L’Encyclopédie/1re édition/RÉGICIDE
RÉGICIDE, s. m. (Hist. & Politique.) c’est ainsi qu’on nomme l’attentat qui prive un roi de la vie. L’histoire ancienne & moderne ne nous fournit que trop d’exemples de souverains tués par des sujets furieux. La France frémira toujours du crime qui la priva d’Henri IV. l’un des plus grands & des meilleurs de ses rois. Les larmes que les françois ont versé sur un attentat plus récent, seront encore longtems à se sécher ; ils trembleront toujours au souvenir de leurs allarmes, pour les jours précieux d’un monarque, que la bonté de son cœur & l’amour de ses sujets sembloient assurer contre toute entreprise funeste.
La religion chrétienne, cet appui inébranlable du trône, défend aux sujets d’attenter à la vie de leurs maîtres. La raison & l’expérience font voir, que les désordres qui accompagnent & suivent la mort violente d’un roi, sont souvent plus terribles, que les effets de ses déréglemens & de ses crimes. Les révolutions fréquentes & cruelles auxquelles les despotes de l’Asie sont exposés, prouvent que la mort violente des tyrans ébranle toujours l’état, & n’éteint presque jamais la tyrannie. Comment se trouve-t-il donc des hommes audacieux & pervers, qui enseignent que l’on peut ôter la vie à des monarque, lorsqu’un faux zele ou l’intérêt les fait traiter de tyrans ? Ces maximes odieuses, cent fois proscrites par les tribunaux du royaume, & détestés par les bons citoyens, n’ont été adoptées que par des fanatiques ambitieux, qui s’efforcent de sapper les fondemens du trône, lorsqu’il ne leur est point permis de s’y asseoir à côté du souverain.

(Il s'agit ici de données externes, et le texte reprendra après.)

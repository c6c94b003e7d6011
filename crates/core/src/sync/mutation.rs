//! Mutation slots
//!
//! A slot tracks one kind of user-triggered call (a preview, a sync). At
//! most one call per slot is pending at a time; starting another fails with
//! `Busy`. `reset` forgets the current outcome and orphans a pending call so
//! its result is dropped when it lands.

use std::future::Future;

use adsync_domain::{AdSyncError, Result};
use parking_lot::Mutex;

/// Lifecycle of a mutation slot
#[derive(Debug, Clone, Copy, PartialEq, Eq)]
pub enum MutationStatus {
    /// Never run, or reset since.
    Idle,
    /// A call is in flight; further calls are rejected with `Busy`.
    Pending,
    Success,
    Error,
}

/// Snapshot of a slot
#[derive(Debug, Clone, PartialEq)]
pub struct MutationState<T> {
    pub status: MutationStatus,
    pub data: Option<T>,
    pub error: Option<AdSyncError>,
}

impl<T> Default for MutationState<T> {
    fn default() -> Self {
        Self { status: MutationStatus::Idle, data: None, error: None }
    }
}

struct SlotState<T> {
    state: MutationState<T>,
    epoch: u64,
}

/// Proof that a call was admitted; carries the epoch it was admitted in.
#[derive(Debug)]
#[must_use]
pub struct MutationTicket {
    epoch: u64,
}

/// Single-flight holder for one kind of mutation and its last outcome
pub struct MutationSlot<T> {
    name: &'static str,
    inner: Mutex<SlotState<T>>,
}

impl<T: Clone> MutationSlot<T> {
    /// Idle slot; `name` appears in `Busy` errors.
    pub fn new(name: &'static str) -> Self {
        Self { name, inner: Mutex::new(SlotState { state: MutationState::default(), epoch: 0 }) }
    }

    pub const fn name(&self) -> &'static str {
        self.name
    }

    /// Admit a call, or fail with `Busy` while another one is pending.
    pub fn begin(&self) -> Result<MutationTicket> {
        let mut inner = self.inner.lock();
        if inner.state.status == MutationStatus::Pending {
            return Err(AdSyncError::Busy(self.name.to_string()));
        }
        inner.state.status = MutationStatus::Pending;
        inner.state.error = None;
        Ok(MutationTicket { epoch: inner.epoch })
    }

    /// Record the outcome of an admitted call. Returns `false` if the slot
    /// was reset in the meantime and the outcome was dropped.
    pub fn finish(&self, ticket: MutationTicket, result: &Result<T>) -> bool {
        let mut inner = self.inner.lock();
        if inner.epoch != ticket.epoch {
            return false;
        }
        match result {
            Ok(data) => {
                inner.state.status = MutationStatus::Success;
                inner.state.data = Some(data.clone());
                inner.state.error = None;
            }
            Err(error) => {
                inner.state.status = MutationStatus::Error;
                inner.state.error = Some(error.clone());
            }
        }
        true
    }

    /// Run `call` inside the slot.
    pub async fn run<F>(&self, call: F) -> Result<T>
    where
        F: Future<Output = Result<T>>,
    {
        let ticket = self.begin()?;
        let mut guard = AbandonGuard { slot: self, epoch: ticket.epoch, armed: true };
        let result = call.await;
        guard.armed = false;
        self.finish(ticket, &result);
        result
    }

    /// Back to `Idle`, dropping data, error and any pending call's outcome.
    pub fn reset(&self) {
        let mut inner = self.inner.lock();
        inner.epoch += 1;
        inner.state = MutationState::default();
    }

    pub fn is_pending(&self) -> bool {
        self.inner.lock().state.status == MutationStatus::Pending
    }

    pub fn state(&self) -> MutationState<T> {
        self.inner.lock().state.clone()
    }
}

/// Returns the slot to `Idle` if a `run` future is dropped mid-call.
struct AbandonGuard<'a, T> {
    slot: &'a MutationSlot<T>,
    epoch: u64,
    armed: bool,
}

impl<T> Drop for AbandonGuard<'_, T> {
    fn drop(&mut self) {
        if !self.armed {
            return;
        }
        let mut inner = self.slot.inner.lock();
        if inner.epoch == self.epoch && inner.state.status == MutationStatus::Pending {
            inner.state.status = MutationStatus::Idle;
        }
    }
}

L’Angleterre donna dans le siecle passé à l’univers étonné, le spectacle affreux d’un roi jugé & mis à mort par des sujets rebelles. N’imputons point à une nation généreuse, un crime odieux qu’elle désavoue, & qu’elle expie encore par ses larmes. Tremblons à la vue des excès auxquels se portent l’ambition, lorsqu’elle est secondée par le fanatisme & la superstition.